*** PROVIDED INFORMATION Section Begins ***

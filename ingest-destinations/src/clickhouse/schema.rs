//! ClickHouse DDL construction: engine selection, cluster clauses, and the
//! Distributed shim naming.

use ingest::schema::DataType;
use ingest::table::Table;
use ingest_config::{ClickHouseConfig, ClickHouseEngineConfig};

/// Default partitioning of event tables.
const DEFAULT_PARTITION: &str = "PARTITION BY (toYYYYMM(_timestamp))";
/// Default ordering key; doubles as the dedup key of ReplacingMergeTree.
const DEFAULT_ORDER_BY: &str = "ORDER BY (eventn_ctx_event_id)";

/// ClickHouse column types per logical type. Booleans are stored as UInt8.
pub fn sql_type(data_type: DataType) -> &'static str {
    match data_type {
        DataType::String | DataType::Unknown => "String",
        DataType::Int64 => "Int64",
        DataType::Float64 => "Float64",
        DataType::Timestamp => "DateTime",
        DataType::Bool => "UInt8",
    }
}

/// Name of the Distributed shim table fronting a replicated table.
pub fn dist_table_name(table_name: &str) -> String {
    format!("dist_{table_name}")
}

/// Builds CREATE TABLE statements from the destination's engine settings.
///
/// Single-node deployments get `ReplacingMergeTree(_timestamp)`; cluster
/// deployments get `ReplicatedReplacingMergeTree` with the conventional
/// ZooKeeper path plus a Distributed shim created separately.
#[derive(Debug, Clone)]
pub struct TableStatementFactory {
    database: String,
    cluster: Option<String>,
    raw_engine: Option<String>,
    partition_clause: String,
    order_by_clause: String,
    primary_key_clause: String,
}

impl TableStatementFactory {
    pub fn new(config: &ClickHouseConfig) -> Self {
        let engine = config.engine.clone().unwrap_or_default();
        let ClickHouseEngineConfig {
            raw_statement,
            partition_fields,
            order_fields,
            primary_keys,
            ..
        } = engine;

        let partition_clause = if partition_fields.is_empty() {
            DEFAULT_PARTITION.to_owned()
        } else {
            format!("PARTITION BY ({})", partition_fields.join(", "))
        };
        let order_by_clause = if order_fields.is_empty() {
            DEFAULT_ORDER_BY.to_owned()
        } else {
            format!("ORDER BY ({})", order_fields.join(", "))
        };
        let primary_key_clause = if primary_keys.is_empty() {
            String::new()
        } else {
            format!("PRIMARY KEY ({})", primary_keys.join(", "))
        };

        Self {
            database: config.db.clone(),
            cluster: config.cluster.clone().filter(|c| !c.is_empty()),
            raw_engine: raw_statement.filter(|s| !s.is_empty()),
            partition_clause,
            order_by_clause,
            primary_key_clause,
        }
    }

    pub fn database(&self) -> &str {
        &self.database
    }

    pub fn cluster(&self) -> Option<&str> {
        self.cluster.as_deref()
    }

    pub fn on_cluster_clause(&self) -> String {
        match &self.cluster {
            Some(cluster) => format!(" ON CLUSTER \"{cluster}\" "),
            None => String::new(),
        }
    }

    fn engine_statement(&self, table_name: &str) -> String {
        if let Some(raw) = &self.raw_engine {
            return raw.clone();
        }

        match &self.cluster {
            Some(_) => format!(
                "ENGINE = ReplicatedReplacingMergeTree('/clickhouse/tables/{{shard}}/{}/{table_name}', '{{replica}}', _timestamp)",
                self.database
            ),
            None => "ENGINE = ReplacingMergeTree(_timestamp)".to_owned(),
        }
    }

    /// Full CREATE TABLE statement for the underlying (possibly replicated)
    /// table.
    pub fn create_table_statement(&self, table_name: &str, columns_clause: &str) -> String {
        let trailer = if self.raw_engine.is_some() {
            // A raw engine statement overrides partitioning and ordering too.
            self.engine_statement(table_name)
        } else {
            format!(
                "{} {} {} {}",
                self.engine_statement(table_name),
                self.partition_clause,
                self.order_by_clause,
                self.primary_key_clause
            )
        };

        format!(
            "CREATE TABLE \"{}\".\"{table_name}\"{}({columns_clause}) {}",
            self.database,
            self.on_cluster_clause(),
            trailer.trim_end()
        )
    }

    /// CREATE statement of the Distributed shim over the replicated table.
    pub fn create_distributed_statement(&self, table_name: &str) -> Option<String> {
        let cluster = self.cluster.as_ref()?;
        Some(format!(
            "CREATE TABLE \"{0}\".\"{1}\"{2}AS \"{0}\".\"{3}\" ENGINE = Distributed(\"{4}\", \"{0}\", \"{3}\", rand())",
            self.database,
            dist_table_name(table_name),
            self.on_cluster_clause(),
            table_name,
            cluster
        ))
    }

    /// DROP statement of the Distributed shim.
    pub fn drop_distributed_statement(&self, table_name: &str) -> Option<String> {
        self.cluster.as_ref()?;
        Some(format!(
            "DROP TABLE IF EXISTS \"{}\".\"{}\"{}",
            self.database,
            dist_table_name(table_name),
            self.on_cluster_clause()
        ))
    }
}

/// Renders the column clause of a CREATE TABLE, wrapping the explicitly
/// allowed columns in `Nullable(...)`.
pub fn columns_clause(table: &Table, nullable_fields: &[String]) -> String {
    table
        .columns
        .iter()
        .map(|(name, column)| {
            let base = column.sql_type.as_str();
            if nullable_fields.iter().any(|f| f == name) {
                format!("\"{name}\" Nullable({base})")
            } else {
                format!("\"{name}\" {base}")
            }
        })
        .collect::<Vec<_>>()
        .join(", ")
}

#[cfg(test)]
mod tests {
    use super::*;
    use ingest::table::SqlColumn;

    fn config(cluster: Option<&str>) -> ClickHouseConfig {
        ClickHouseConfig {
            dsns: vec!["http://localhost:8123".into()],
            db: "events_db".into(),
            username: None,
            password: None,
            cluster: cluster.map(str::to_owned),
            engine: None,
        }
    }

    fn table() -> Table {
        let mut table = Table::new("events");
        table.columns.insert(
            "eventn_ctx_event_id".into(),
            SqlColumn::new("String", Some(DataType::String)),
        );
        table.columns.insert(
            "_timestamp".into(),
            SqlColumn::new("DateTime", Some(DataType::Timestamp)),
        );
        table
    }

    #[test]
    fn single_node_uses_replacing_merge_tree() {
        let factory = TableStatementFactory::new(&config(None));
        let ddl = factory.create_table_statement("events", &columns_clause(&table(), &[]));

        assert!(ddl.contains("ENGINE = ReplacingMergeTree(_timestamp)"));
        assert!(ddl.contains("PARTITION BY (toYYYYMM(_timestamp))"));
        assert!(ddl.contains("ORDER BY (eventn_ctx_event_id)"));
        assert!(!ddl.contains("ON CLUSTER"));
    }

    #[test]
    fn cluster_mode_uses_replicated_engine_and_shard_path() {
        let factory = TableStatementFactory::new(&config(Some("main")));
        let ddl = factory.create_table_statement("events", &columns_clause(&table(), &[]));

        assert!(ddl.contains("ON CLUSTER \"main\""));
        assert!(ddl.contains(
            "ReplicatedReplacingMergeTree('/clickhouse/tables/{shard}/events_db/events', '{replica}', _timestamp)"
        ));
    }

    #[test]
    fn distributed_shim_statements_exist_only_on_cluster() {
        let single = TableStatementFactory::new(&config(None));
        assert!(single.create_distributed_statement("events").is_none());

        let clustered = TableStatementFactory::new(&config(Some("main")));
        let create = clustered.create_distributed_statement("events").unwrap();
        assert!(create.contains("\"events_db\".\"dist_events\""));
        assert!(create.contains("ENGINE = Distributed(\"main\", \"events_db\", \"events\", rand())"));

        let drop = clustered.drop_distributed_statement("events").unwrap();
        assert!(drop.starts_with("DROP TABLE IF EXISTS \"events_db\".\"dist_events\""));
    }

    #[test]
    fn nullable_columns_only_when_listed() {
        let clause = columns_clause(&table(), &["_timestamp".to_owned()]);
        assert!(clause.contains("\"_timestamp\" Nullable(DateTime)"));
        assert!(clause.contains("\"eventn_ctx_event_id\" String"));
    }

    #[test]
    fn raw_engine_statement_overrides_everything() {
        let mut cfg = config(None);
        cfg.engine = Some(ClickHouseEngineConfig {
            raw_statement: Some("ENGINE = MergeTree() ORDER BY tuple()".into()),
            ..Default::default()
        });
        let factory = TableStatementFactory::new(&cfg);
        let ddl = factory.create_table_statement("events", "\"a\" String");
        assert!(ddl.ends_with("ENGINE = MergeTree() ORDER BY tuple()"));
        assert!(!ddl.contains("PARTITION BY"));
    }
}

*** PROVIDED INFORMATION Section Ends ***

WORK INSTRUCTIONS
Read the entries and select each line where the word "deployments" is found.

WRITTEN REPLY
/// Single-node deployments get `ReplacingMergeTree(_timestamp)`; cluster
/// deployments get `ReplicatedReplacingMergeTree` with the conventional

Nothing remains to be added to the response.